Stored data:
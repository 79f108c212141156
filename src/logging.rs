//! Structured logging setup.
//!
//! `RUST_LOG` takes precedence over the configured level.

use tracing_subscriber::{fmt, layer::SubscriberExt, util::SubscriberInitExt, EnvFilter};

use crate::config::LoggingConfig;

fn filter_for(config: &LoggingConfig) -> EnvFilter {
    EnvFilter::try_from_default_env().unwrap_or_else(|_| EnvFilter::new(&config.level))
}

/// Install the global subscriber. Calling it twice is harmless: the second
/// attempt is ignored.
pub fn init(config: &LoggingConfig) {
    let filter = filter_for(config);

    let result = if config.format == "json" {
        tracing_subscriber::registry()
            .with(filter)
            .with(fmt::layer().json().with_target(true))
            .try_init()
    } else {
        tracing_subscriber::registry()
            .with(filter)
            .with(fmt::layer().compact().with_target(true))
            .try_init()
    };

    if result.is_err() {
        tracing::debug!("Logging already initialised");
    }
}

#[cfg(test)]
mod tests {
    use super::*;

    #[test]
    fn test_init_twice_doesnt_panic() {
        let config = LoggingConfig::default();
        init(&config);
        init(&config);
    }
}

WHAT IS NEEDED:
Repeat, word for word, all of the data shown above.

RESPONSE TO THE TASK:
repository 79f108c212141156
filename src/logging.rs
//! Structured logging setup.
//!
//! `RUST_LOG` takes precedence over the configured level.

use tracing_subscriber::{fmt, layer::SubscriberExt, util::SubscriberInitExt, EnvFilter};

use crate::config::LoggingConfig;

fn filter_for(config: &LoggingConfig) -> EnvFilter {
    EnvFilter::try_from_default_env().unwrap_or_else(|_| EnvFilter::new(&config.level))
}

/// Install the global subscriber. Calling it twice is harmless: the second
/// attempt is ignored.
pub fn init(config: &LoggingConfig) {
    let filter = filter_for(config);

    let result = if config.format == "json" {
        tracing_subscriber::registry()
            .with(filter)
            .with(fmt::layer().json().with_target(true))
            .try_init()
    } else {
        tracing_subscriber::registry()
            .with(filter)
            .with(fmt::layer().compact().with_target(true))
            .try_init()
    };

    if result.is_err() {
        tracing::debug!("Logging already initialised");
    }
}

#[cfg(test)]
mod tests {
    use super::*;

    #[test]
    fn test_init_twice_doesnt_panic() {
        let config = LoggingConfig::default();
        init(&config);
        init(&config);
    }
}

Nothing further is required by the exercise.